2.  PKP pembuat faktur pajak sudah melaporkan pajak keluaran yang terkait dalam SPT masa PPN-nya.
PKP penerima faktur pajak yang belum membayar PPN yang terutang kepada PKP pembuat faktur pajak sebagaimana hal tersebut diatas pada poin a, dapat mengkreditkan pajak masukan yang tercantum dalam faktur pajak yang diterima, apalagi bagi PKP penerima faktur pajak yang sudah membayar PPN kepada PKP pembuat faktur pajak jelas dapat mengkreditkan pajak masukan yang tercantum dalam faktur pajak. Hal tersebut juga tidak dipersyaratkan bahwa PKP pembuat faktur pajak sudah melaporkan PPN dimaksud sebagai pajak keluaran  dalam SPT masa PPNnya.
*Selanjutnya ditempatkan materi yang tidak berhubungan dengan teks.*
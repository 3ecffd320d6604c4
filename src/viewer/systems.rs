use bevy::input::mouse::MouseWheel;
use bevy::prelude::*;
use bevy::window::PrimaryWindow;
use bevy_egui::egui;

use super::entities::{Mosaic, MosaicScene, ViewerCamera};
use super::{ViewerConfig, ViewerState};
use crate::render::{Canvas, Scene, render_grid};

/// Window size assumed when no primary window exists yet.
const FALLBACK_WINDOW: Vec2 = Vec2::new(1280.0, 720.0);

/// Adapts bevy gizmos to the renderer's [`Canvas`].
///
/// Labels are painted separately by [`draw_labels`] through egui.
struct GizmoCanvas<'a, 'w, 's> {
    gizmos: &'a mut Gizmos<'w, 's>,
    outline: Color,
    strand: Color,
}

impl Canvas for GizmoCanvas<'_, '_, '_> {
    fn draw_polygon(&mut self, vertices: &[Vec2]) {
        self.gizmos.linestrip_2d(vertices.iter().copied(), self.outline);
    }

    fn draw_curve(&mut self, points: &[Vec2]) {
        self.gizmos.linestrip_2d(points.iter().copied(), self.strand);
    }

    fn draw_label(&mut self, _position: Vec2, _text: &str) {}
}

/// Applies line width and clear color; reruns whenever the config is edited.
pub fn apply_config(
    mut store: ResMut<GizmoConfigStore>,
    mut clear: ResMut<ClearColor>,
    cfg: Res<ViewerConfig>,
) {
    let (config, _) = store.config_mut::<DefaultGizmoConfigGroup>();
    config.line.width = cfg.line_width;
    clear.0 = cfg.clear_color;
}

/// Renders the mosaic into a [`MosaicScene`] and spawns a camera fitted to it.
pub fn setup_scene(
    mut commands: Commands,
    mosaic: Res<Mosaic>,
    cfg: Res<ViewerConfig>,
    windows: Query<&Window, With<PrimaryWindow>>,
) {
    let scene = build_scene(&mosaic, &cfg);
    let window = windows
        .single()
        .map(|w| Vec2::new(w.width(), w.height()))
        .unwrap_or(FALLBACK_WINDOW);
    let (center, scale) = fit_camera(&scene.scene, window, &cfg);

    commands.spawn((
        Name::new("Camera"),
        Camera2d,
        Projection::Orthographic(OrthographicProjection {
            scale,
            ..OrthographicProjection::default_2d()
        }),
        Transform::from_translation(center.extend(0.0)),
        ViewerCamera,
    ));

    commands.insert_resource(scene);
}

/// Re-renders the scene after layout or curve settings change.
pub fn rebuild_scene(mut commands: Commands, mosaic: Res<Mosaic>, cfg: Res<ViewerConfig>) {
    commands.insert_resource(build_scene(&mosaic, &cfg));
}

fn build_scene(mosaic: &Mosaic, cfg: &ViewerConfig) -> MosaicScene {
    let mut scene = Scene::default();
    let report = render_grid(&mosaic.grid, &mosaic.catalog, &cfg.render_settings(), &mut scene);
    info!(
        cells = report.cells,
        strands = report.strands,
        skipped = report.skipped.len(),
        "mosaic scene built"
    );
    MosaicScene {
        scene,
        skipped: report.skipped.len(),
    }
}

/// `(min, max)` orthographic scale, tolerating limits entered in either order.
fn scale_limits(cfg: &ViewerConfig) -> (f32, f32) {
    (cfg.min_scale.min(cfg.max_scale), cfg.min_scale.max(cfg.max_scale))
}

/// Camera center and orthographic scale that frame the whole scene.
fn fit_camera(scene: &Scene, window: Vec2, cfg: &ViewerConfig) -> (Vec2, f32) {
    let (lo, hi) = scale_limits(cfg);
    let Some((min, max)) = scene.bounds() else {
        return (Vec2::ZERO, (cfg.hex_size * 4.0 / window.min_element()).clamp(lo, hi));
    };
    let extent = (max - min) * (1.0 + cfg.fit_margin);
    let scale = (extent / window).max_element();
    ((min + max) / 2.0, scale.clamp(lo, hi))
}

/// Draws outlines and strands every frame.
pub fn draw_scene(mut gizmos: Gizmos, scene: Option<Res<MosaicScene>>, cfg: Res<ViewerConfig>) {
    let Some(scene) = scene else { return };
    let mut canvas = GizmoCanvas {
        gizmos: &mut gizmos,
        outline: cfg.outline_color,
        strand: cfg.strand_color,
    };
    scene.scene.replay(&mut canvas);
}

/// Paints each cell's tile id at its screen-projected center.
pub fn draw_labels(
    mut egui_ctx: Query<&mut bevy_egui::EguiContext>,
    camera_q: Query<(&Camera, &GlobalTransform), With<ViewerCamera>>,
    scene: Option<Res<MosaicScene>>,
    cfg: Res<ViewerConfig>,
    mut ready: Local<bool>,
) {
    // Egui fonts aren't available until after the first Context::run() in the render pass.
    if !*ready {
        *ready = true;
        return;
    }
    let Some(scene) = scene else { return };
    let Ok((camera, cam_gt)) = camera_q.single() else {
        return;
    };
    let Ok(mut ctx) = egui_ctx.single_mut() else {
        return;
    };

    let painter = ctx.get_mut().layer_painter(egui::LayerId::background());
    let [r, g, b] = cfg.label_rgb;

    for (position, text) in &scene.scene.labels {
        if let Ok(viewport) = camera.world_to_viewport(cam_gt, position.extend(0.0)) {
            painter.text(
                egui::pos2(viewport.x, viewport.y),
                egui::Align2::CENTER_CENTER,
                text,
                egui::FontId::proportional(cfg.label_font_size),
                egui::Color32::from_rgb(r, g, b),
            );
        }
    }

    if scene.skipped > 0 {
        painter.text(
            egui::pos2(8.0, 8.0),
            egui::Align2::LEFT_TOP,
            skipped_banner(scene.skipped),
            egui::FontId::proportional(cfg.label_font_size),
            egui::Color32::RED,
        );
    }
}

fn skipped_banner(skipped: usize) -> String {
    match skipped {
        1 => "1 cell has an unknown tile id; its strands are not drawn".to_string(),
        n => format!("{n} cells have unknown tile ids; their strands are not drawn"),
    }
}

/// WASD / arrow-key panning, speed constant in screen space.
pub fn pan_camera(
    time: Res<Time>,
    keys: Res<ButtonInput<KeyCode>>,
    cfg: Res<ViewerConfig>,
    mut query: Query<(&mut Transform, &Projection), With<ViewerCamera>>,
) {
    let Ok((mut transform, projection)) = query.single_mut() else {
        return;
    };

    let mut direction = Vec2::ZERO;
    if keys.any_pressed([KeyCode::KeyW, KeyCode::ArrowUp]) {
        direction.y += 1.0;
    }
    if keys.any_pressed([KeyCode::KeyS, KeyCode::ArrowDown]) {
        direction.y -= 1.0;
    }
    if keys.any_pressed([KeyCode::KeyD, KeyCode::ArrowRight]) {
        direction.x += 1.0;
    }
    if keys.any_pressed([KeyCode::KeyA, KeyCode::ArrowLeft]) {
        direction.x -= 1.0;
    }
    if direction == Vec2::ZERO {
        return;
    }

    let scale = match projection {
        Projection::Orthographic(ortho) => ortho.scale,
        _ => 1.0,
    };
    let delta = direction.normalize() * cfg.pan_speed * scale * time.delta_secs();
    transform.translation += delta.extend(0.0);
}

/// Mouse-wheel zoom within the configured scale limits.
pub fn zoom_camera(
    mut wheel: MessageReader<MouseWheel>,
    cfg: Res<ViewerConfig>,
    mut query: Query<&mut Projection, With<ViewerCamera>>,
) {
    let lines: f32 = wheel.read().map(|ev| ev.y).sum();
    if lines == 0.0 {
        return;
    }
    let Ok(mut projection) = query.single_mut() else {
        return;
    };
    if let Projection::Orthographic(ortho) = &mut *projection {
        let (lo, hi) = scale_limits(&cfg);
        ortho.scale = (ortho.scale * cfg.zoom_step.powf(-lines)).clamp(lo, hi);
    }
}

/// Tab toggles the world inspector.
pub fn toggle_inspector(
    keys: Res<ButtonInput<KeyCode>>,
    state: Res<State<ViewerState>>,
    mut next: ResMut<NextState<ViewerState>>,
) {
    if keys.just_pressed(KeyCode::Tab) {
        next.set(match state.get() {
            ViewerState::Viewing => ViewerState::Inspecting,
            ViewerState::Inspecting => ViewerState::Viewing,
        });
    }
}

/// Esc closes the viewer.
pub fn exit_on_esc(keys: Res<ButtonInput<KeyCode>>, mut exit: MessageWriter<AppExit>) {
    if keys.just_pressed(KeyCode::Escape) {
        exit.write(AppExit::Success);
    }
}

#[cfg(test)]
mod tests {
    use hexx::Hex;

    use super::*;
    use crate::catalog::{TileCatalog, TileId};
    use crate::grid::{MosaicGrid, PlacedTile};

    #[test]
    fn fit_centers_on_scene_bounds() {
        let mut scene = Scene::default();
        scene.draw_polygon(&[Vec2::new(-2.0, -1.0), Vec2::new(4.0, 3.0)]);
        let cfg = ViewerConfig {
            fit_margin: 0.0,
            ..ViewerConfig::default()
        };
        let (center, scale) = fit_camera(&scene, Vec2::new(600.0, 400.0), &cfg);
        assert_eq!(center, Vec2::new(1.0, 1.0));
        // Width 6 over 600 px vs height 4 over 400 px: both 0.01.
        assert!((scale - 0.01).abs() < 1e-6);
    }

    #[test]
    fn fit_respects_scale_limits() {
        let mut scene = Scene::default();
        scene.draw_polygon(&[Vec2::ZERO, Vec2::splat(1.0e6)]);
        let cfg = ViewerConfig::default();
        let (_, scale) = fit_camera(&scene, FALLBACK_WINDOW, &cfg);
        assert_eq!(scale, cfg.max_scale);
    }

    #[test]
    fn inverted_scale_limits_are_reordered() {
        let mut scene = Scene::default();
        scene.draw_polygon(&[Vec2::ZERO, Vec2::splat(1.0e6)]);
        let cfg = ViewerConfig {
            min_scale: 2.0,
            max_scale: 0.5,
            ..ViewerConfig::default()
        };
        assert_eq!(scale_limits(&cfg), (0.5, 2.0));
        let (_, scale) = fit_camera(&scene, FALLBACK_WINDOW, &cfg);
        assert_eq!(scale, 2.0);
        let (_, scale) = fit_camera(&Scene::default(), FALLBACK_WINDOW, &cfg);
        assert_eq!(scale, 0.5);
    }

    #[test]
    fn scene_follows_curve_settings() {
        let mosaic = Mosaic {
            grid: MosaicGrid::sample(),
            catalog: TileCatalog::standard(),
        };
        let coarse = build_scene(
            &mosaic,
            &ViewerConfig {
                bezier_steps: 5,
                ..ViewerConfig::default()
            },
        );
        assert!(coarse.scene.strands.iter().all(|s| s.len() == 5));
        assert_eq!(coarse.skipped, 0);

        let wide = build_scene(
            &mosaic,
            &ViewerConfig {
                hex_size: 3.0,
                ..ViewerConfig::default()
            },
        );
        let (_, max) = wide.scene.bounds().unwrap();
        let (_, default_max) = build_scene(&mosaic, &ViewerConfig::default())
            .scene
            .bounds()
            .unwrap();
        assert!(max.x > default_max.x * 2.0);
    }

    #[test]
    fn unknown_tiles_are_counted() {
        let mut grid = MosaicGrid::sample();
        grid.insert(Hex::new(0, 1), PlacedTile::new(TileId(99), 0, "A"));
        let scene = build_scene(
            &Mosaic {
                grid,
                catalog: TileCatalog::plot_subset(),
            },
            &ViewerConfig::default(),
        );
        assert_eq!(scene.skipped, 1);
        assert_eq!(skipped_banner(1), "1 cell has an unknown tile id; its strands are not drawn");
        assert!(skipped_banner(3).starts_with("3 cells"));
    }

    #[test]
    fn empty_scene_centers_on_origin() {
        let cfg = ViewerConfig::default();
        let (center, scale) = fit_camera(&Scene::default(), FALLBACK_WINDOW, &cfg);
        assert_eq!(center, Vec2::ZERO);
        assert!(scale > 0.0 && scale <= cfg.max_scale);
    }
}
Cara Pengajuan Permohonan Pengembalian (Restitusi)

PKP dapat mengajukan permohonan pengembalian kelebihan Pajak dengan menggunakan  cara sebagai berikut, yaitu:
SPT Masa PPN, dengan cara mengisi (memberi tanda silang) pada kolom "Dikembalikan (restitusi)"


atauSurat permohonan tersendiri, apabila kolom "Dikembalikan (restitusi)" dalam SPT Masa PPN tidak diisi atau tidak mencantumkan tanda permohonan pengembalian kelebihan Pajak.
Permohonan pengembalian kelebihan Pajak diajukan kepada KPP di tempat PKP dikukuhkan. Hal lainnya yang perlu diperhatikan adalah permohonan pengembalian kelebihan Pajak ditentukan 1 (satu) permohonan untuk 1 (satu) Masa Pajak.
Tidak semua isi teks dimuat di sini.